//! Image conversion module.
//!
//! Turns uploaded images into one of the supported output formats:
//!
//! - [`format`]: the fixed format policy (names, encode parameters, extensions)
//! - [`converter`]: single-image decode → flatten → encode → preview
//! - [`batch`]: bulk conversion into a fresh result-store batch
//! - [`files`]: offline conversion of files on disk
//!
//! Conversion is synchronous and CPU-bound; async callers should run it on a
//! blocking thread.

pub mod batch;
pub mod converter;
pub mod files;
pub mod format;

pub use batch::{convert_batch, BatchSummary, ItemResult, UploadedFile};
pub use converter::{ConversionOutcome, ConvertedImage, Converter};
pub use files::{convert_file, WrittenFile};
pub use format::{resolve_format, EncodeParams, FormatSpec, OutputFormat};
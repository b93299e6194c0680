//! Single-image conversion.
//!
//! Decodes one uploaded payload, flattens transparency when the target
//! cannot carry it, encodes with the fixed per-format parameters, and renders
//! a small JPEG preview. Every failure is folded into
//! [`ConversionOutcome::Failure`]; nothing here touches the filesystem.

use std::io::Cursor;

use base64::{engine::general_purpose::STANDARD, Engine as _};
use bytes::Bytes;
use image::codecs::avif::AvifEncoder;
use image::codecs::jpeg::JpegEncoder;
use image::codecs::png::{CompressionType, FilterType as PngFilter, PngEncoder};
use image::imageops::FilterType;
use image::{DynamicImage, ImageFormat, RgbImage};
use imageforged_common::paths::{secure_filename, split_extension};
use imageforged_common::{Error, Result};

use super::format::{FormatSpec, OutputFormat};
use crate::config::ConversionConfig;

/// ravif speed setting; 1 is slowest/best, 10 fastest.
const AVIF_SPEED: u8 = 6;

/// A successfully converted image.
#[derive(Debug, Clone)]
pub struct ConvertedImage {
    /// Output filename (`<sanitized stem>_converted<ext>`).
    pub filename: String,
    pub data: Bytes,
    pub mime_type: &'static str,
    /// Base64-encoded JPEG thumbnail.
    pub preview: String,
}

/// Result of converting one upload.
#[derive(Debug, Clone)]
pub enum ConversionOutcome {
    Success(ConvertedImage),
    Failure {
        original_filename: String,
        error: String,
    },
}

/// Converts single images; cheap to clone and share across blocking tasks.
#[derive(Debug, Clone, Copy)]
pub struct Converter {
    preview_max_dimension: u32,
    preview_quality: u8,
}

impl Converter {
    pub fn new(preview_max_dimension: u32, preview_quality: u8) -> Self {
        Self {
            preview_max_dimension,
            preview_quality,
        }
    }

    pub fn from_config(config: &ConversionConfig) -> Self {
        Self::new(config.preview_max_dimension, config.preview_quality)
    }

    /// Convert `data` to `format`, naming the result after `original_filename`.
    pub fn convert(
        &self,
        data: &[u8],
        format: OutputFormat,
        original_filename: &str,
    ) -> ConversionOutcome {
        match self.try_convert(data, format.spec(), original_filename) {
            Ok(converted) => {
                tracing::debug!(
                    original = original_filename,
                    filename = %converted.filename,
                    format = %format,
                    input_bytes = data.len(),
                    output_bytes = converted.data.len(),
                    "Converted image"
                );
                ConversionOutcome::Success(converted)
            }
            Err(e) => {
                tracing::debug!(
                    original = original_filename,
                    format = %format,
                    "Conversion failed: {e}"
                );
                ConversionOutcome::Failure {
                    original_filename: original_filename.to_string(),
                    error: e.to_string(),
                }
            }
        }
    }

    fn try_convert(
        &self,
        data: &[u8],
        spec: &FormatSpec,
        original_filename: &str,
    ) -> Result<ConvertedImage> {
        let decoded = decode_image(data)?;

        let img = if spec.supports_alpha {
            decoded
        } else {
            DynamicImage::ImageRgb8(flatten_onto_white(&decoded))
        };

        let encoded = encode(&img, spec)?;
        let preview = self.render_preview(&img)?;

        Ok(ConvertedImage {
            filename: converted_filename(original_filename, spec),
            data: Bytes::from(encoded),
            mime_type: spec.mime_type,
            preview,
        })
    }

    /// Downscale (never upscale) to fit the preview box and encode as base64 JPEG.
    fn render_preview(&self, img: &DynamicImage) -> Result<String> {
        let max = self.preview_max_dimension;
        let thumb = if img.width() > max || img.height() > max {
            img.resize(max, max, FilterType::Lanczos3)
        } else {
            img.clone()
        };

        let rgb = flatten_onto_white(&thumb);
        let mut buf = Vec::new();
        rgb.write_with_encoder(JpegEncoder::new_with_quality(&mut buf, self.preview_quality))
            .map_err(|e| Error::codec(format!("preview: {e}")))?;

        Ok(STANDARD.encode(buf))
    }
}

impl Default for Converter {
    fn default() -> Self {
        Self::from_config(&ConversionConfig::default())
    }
}

/// Decode any supported upload, sniffing the container from its magic bytes.
///
/// AVIF goes through `avif-decode`; everything else through `image`.
pub fn decode_image(data: &[u8]) -> Result<DynamicImage> {
    match image::guess_format(data) {
        Ok(ImageFormat::Avif) => decode_avif(data),
        _ => image::load_from_memory(data).map_err(|e| Error::codec(e.to_string())),
    }
}

fn decode_avif(data: &[u8]) -> Result<DynamicImage> {
    let decoder = avif_decode::Decoder::from_avif(data)
        .map_err(|e| Error::codec(format!("AVIF decoding failed: {e}")))?;
    let image = decoder
        .to_image()
        .map_err(|e| Error::codec(format!("AVIF decoding failed: {e}")))?;
    avif_image_to_dynamic(image)
}

fn avif_image_to_dynamic(image: avif_decode::Image) -> Result<DynamicImage> {
    use avif_decode::Image as Avif;

    let mismatch = || Error::codec("AVIF decoding failed: pixel buffer does not match dimensions");

    match image {
        Avif::Rgb8(img) => {
            let (width, height) = avif_dimensions(img.width(), img.height())?;
            let buf = img.as_ref().pixels().flat_map(|px| [px.r, px.g, px.b]).collect();
            RgbImage::from_vec(width, height, buf)
                .map(DynamicImage::ImageRgb8)
                .ok_or_else(mismatch)
        }
        Avif::Rgb16(img) => {
            let (width, height) = avif_dimensions(img.width(), img.height())?;
            let buf = img.as_ref().pixels().flat_map(|px| [px.r, px.g, px.b]).collect();
            image::ImageBuffer::from_vec(width, height, buf)
                .map(DynamicImage::ImageRgb16)
                .ok_or_else(mismatch)
        }
        Avif::Rgba8(img) => {
            let (width, height) = avif_dimensions(img.width(), img.height())?;
            let buf = img
                .as_ref()
                .pixels()
                .flat_map(|px| [px.r, px.g, px.b, px.a])
                .collect();
            image::RgbaImage::from_vec(width, height, buf)
                .map(DynamicImage::ImageRgba8)
                .ok_or_else(mismatch)
        }
        Avif::Rgba16(img) => {
            let (width, height) = avif_dimensions(img.width(), img.height())?;
            let buf = img
                .as_ref()
                .pixels()
                .flat_map(|px| [px.r, px.g, px.b, px.a])
                .collect();
            image::ImageBuffer::from_vec(width, height, buf)
                .map(DynamicImage::ImageRgba16)
                .ok_or_else(mismatch)
        }
        Avif::Gray8(img) => {
            let (width, height) = avif_dimensions(img.width(), img.height())?;
            let buf = img.as_ref().pixels().map(|px| px.value()).collect();
            image::GrayImage::from_vec(width, height, buf)
                .map(DynamicImage::ImageLuma8)
                .ok_or_else(mismatch)
        }
        Avif::Gray16(img) => {
            let (width, height) = avif_dimensions(img.width(), img.height())?;
            let buf = img.as_ref().pixels().map(|px| px.value()).collect();
            image::ImageBuffer::from_vec(width, height, buf)
                .map(DynamicImage::ImageLuma16)
                .ok_or_else(mismatch)
        }
    }
}

fn avif_dimensions(width: usize, height: usize) -> Result<(u32, u32)> {
    match (u32::try_from(width), u32::try_from(height)) {
        (Ok(w), Ok(h)) => Ok((w, h)),
        _ => Err(Error::codec(format!("AVIF image too large: {width}x{height}"))),
    }
}

/// Composite an image over an opaque white background of the same size.
///
/// Images without an alpha channel are converted to RGB unchanged.
pub fn flatten_onto_white(img: &DynamicImage) -> RgbImage {
    if !img.color().has_alpha() {
        return img.to_rgb8();
    }

    let rgba = img.to_rgba8();
    RgbImage::from_fn(rgba.width(), rgba.height(), |x, y| {
        let [r, g, b, a] = rgba.get_pixel(x, y).0;
        let blend = |c: u8| -> u8 {
            let a = u32::from(a);
            ((u32::from(c) * a + 255 * (255 - a) + 127) / 255) as u8
        };
        image::Rgb([blend(r), blend(g), blend(b)])
    })
}

/// Encode with the format's fixed parameters.
fn encode(img: &DynamicImage, spec: &FormatSpec) -> Result<Vec<u8>> {
    let params = spec.params;
    let mut buf = Vec::new();

    match spec.format {
        OutputFormat::Jpeg => {
            let quality = params.quality.unwrap_or(95);
            img.to_rgb8()
                .write_with_encoder(JpegEncoder::new_with_quality(&mut buf, quality))
                .map_err(|e| Error::codec(e.to_string()))?;
        }
        OutputFormat::Png => {
            let compression = if params.optimize {
                CompressionType::Best
            } else {
                CompressionType::Default
            };
            let encoder =
                PngEncoder::new_with_quality(&mut buf, compression, PngFilter::Adaptive);
            img.write_with_encoder(encoder)
                .map_err(|e| Error::codec(e.to_string()))?;
        }
        OutputFormat::Webp => {
            let quality = f32::from(params.quality.unwrap_or(95));
            let lossless = params.lossless.unwrap_or(false);
            let (w, h) = (img.width(), img.height());
            let has_alpha = img.color().has_alpha();
            let pixels = if has_alpha {
                img.to_rgba8().into_raw()
            } else {
                img.to_rgb8().into_raw()
            };
            let encoder = if has_alpha {
                webp::Encoder::from_rgba(&pixels, w, h)
            } else {
                webp::Encoder::from_rgb(&pixels, w, h)
            };
            let memory = encoder
                .encode_simple(lossless, quality)
                .map_err(|e| Error::codec(format!("WebP encoding failed: {e:?}")))?;
            buf.extend_from_slice(&memory);
        }
        OutputFormat::Avif => {
            let quality = params.quality.unwrap_or(95);
            let encoder = AvifEncoder::new_with_speed_quality(&mut buf, AVIF_SPEED, quality);
            let result = if img.color().has_alpha() {
                img.to_rgba8().write_with_encoder(encoder)
            } else {
                img.to_rgb8().write_with_encoder(encoder)
            };
            result.map_err(|e| Error::codec(e.to_string()))?;
        }
    }

    Ok(buf)
}

/// `<sanitized stem>_converted<ext>`; an empty stem becomes `image`.
pub fn converted_filename(original_filename: &str, spec: &FormatSpec) -> String {
    let sanitized = secure_filename(original_filename);
    let (stem, _) = split_extension(&sanitized);
    let stem = if stem.is_empty() { "image" } else { stem };
    format!("{stem}_converted{}", spec.extension)
}

/// Decode only the dimensions of an encoded image.
///
/// AVIF has no header-only path, so it is decoded in full.
pub fn decoded_dimensions(data: &[u8]) -> Result<(u32, u32)> {
    if let Ok(ImageFormat::Avif) = image::guess_format(data) {
        let img = decode_avif(data)?;
        return Ok((img.width(), img.height()));
    }

    let reader = image::ImageReader::new(Cursor::new(data))
        .with_guessed_format()
        .map_err(|e| Error::codec(e.to_string()))?;
    reader
        .into_dimensions()
        .map_err(|e| Error::codec(e.to_string()))
}
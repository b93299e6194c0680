mod cli;

use imageforged::{config, conversion, server};

use anyhow::{Context, Result};
use clap::Parser;
use cli::{Cli, Commands};
use std::path::{Path, PathBuf};

async fn start_server(
    host: Option<String>,
    port: Option<u16>,
    config_path: Option<&Path>,
) -> Result<()> {
    let mut config = config::load_config_or_default(config_path)?;

    // CLI flags win over the config file
    if let Some(host) = host {
        config.server.host = host;
    }
    if let Some(port) = port {
        config.server.port = port;
    }
    config::validate_config(&config)?;

    tracing::info!("Starting Imageforged server");
    tracing::info!(
        "Server will listen on {}:{}",
        config.server.host,
        config.server.port
    );

    server::start_server(config).await
}

fn main() -> Result<()> {
    let cli = Cli::parse();

    // Respect RUST_LOG env var if set, otherwise use defaults based on verbose flag
    let env_filter = std::env::var("RUST_LOG").unwrap_or_else(|_| {
        if cli.verbose {
            "imageforged=trace,imageforged_common=trace,tower_http=debug".to_string()
        } else {
            "imageforged=debug,imageforged_common=debug,tower_http=info".to_string()
        }
    });

    tracing_subscriber::fmt()
        .with_env_filter(&env_filter)
        .init();

    match cli.command {
        Commands::Start { host, port } => {
            let rt = tokio::runtime::Runtime::new()?;
            rt.block_on(start_server(host, port, cli.config.as_deref()))
        }
        Commands::Convert {
            files,
            format,
            output_dir,
        } => convert_files(&files, format, &output_dir, cli.config.as_deref()),
        Commands::Validate {
            config: config_path,
        } => {
            let path = config_path.or(cli.config);
            validate_config(path.as_deref())
        }
        Commands::Version => {
            println!("imageforged {}", env!("CARGO_PKG_VERSION"));
            Ok(())
        }
    }
}

fn convert_files(
    files: &[PathBuf],
    format: Option<String>,
    output_dir: &Path,
    config_path: Option<&Path>,
) -> Result<()> {
    let config = config::load_config_or_default(config_path)?;
    let requested = format.unwrap_or_else(|| config.conversion.default_format.clone());
    let spec = conversion::resolve_format(&requested)
        .with_context(|| format!("Cannot convert to '{}'", requested))?;
    let converter = conversion::Converter::from_config(&config.conversion);

    let mut failed = 0usize;
    for input in files {
        match conversion::convert_file(&converter, input, spec.format, output_dir) {
            Ok(written) => println!(
                "✓ {} → {} ({}x{}, {} bytes)",
                input.display(),
                written.path.display(),
                written.width,
                written.height,
                written.bytes
            ),
            Err(e) => {
                failed += 1;
                println!("✗ {}: {:#}", input.display(), e);
            }
        }
    }

    println!(
        "\nConverted {} of {} file(s) to {}",
        files.len() - failed,
        files.len(),
        spec.canonical_name
    );

    if failed > 0 {
        anyhow::bail!("{} file(s) failed to convert", failed);
    }
    Ok(())
}

fn validate_config(path: Option<&Path>) -> Result<()> {
    match path {
        Some(p) => {
            println!("Validating config: {:?}", p);
            let config = config::load_config(p)?;
            println!("✓ Configuration is valid");
            println!("  Server: {}:{}", config.server.host, config.server.port);
            println!("  Max upload: {} bytes", config.server.max_upload_bytes);
            println!(
                "  Store: {} batches, {}s TTL",
                config.store.max_batches, config.store.batch_ttl_secs
            );
            println!("  Default format: {}", config.conversion.default_format);
        }
        None => {
            println!("No config file specified, using defaults");
            let config = config::Config::default();
            println!("Default config:");
            println!("  Server: {}:{}", config.server.host, config.server.port);
            println!("  Default format: {}", config.conversion.default_format);
        }
    }

    Ok(())
}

• Task instructions:
Based on the records above, how many lines hold the string "requested"? Answer with the number by itself.

• Response area:
3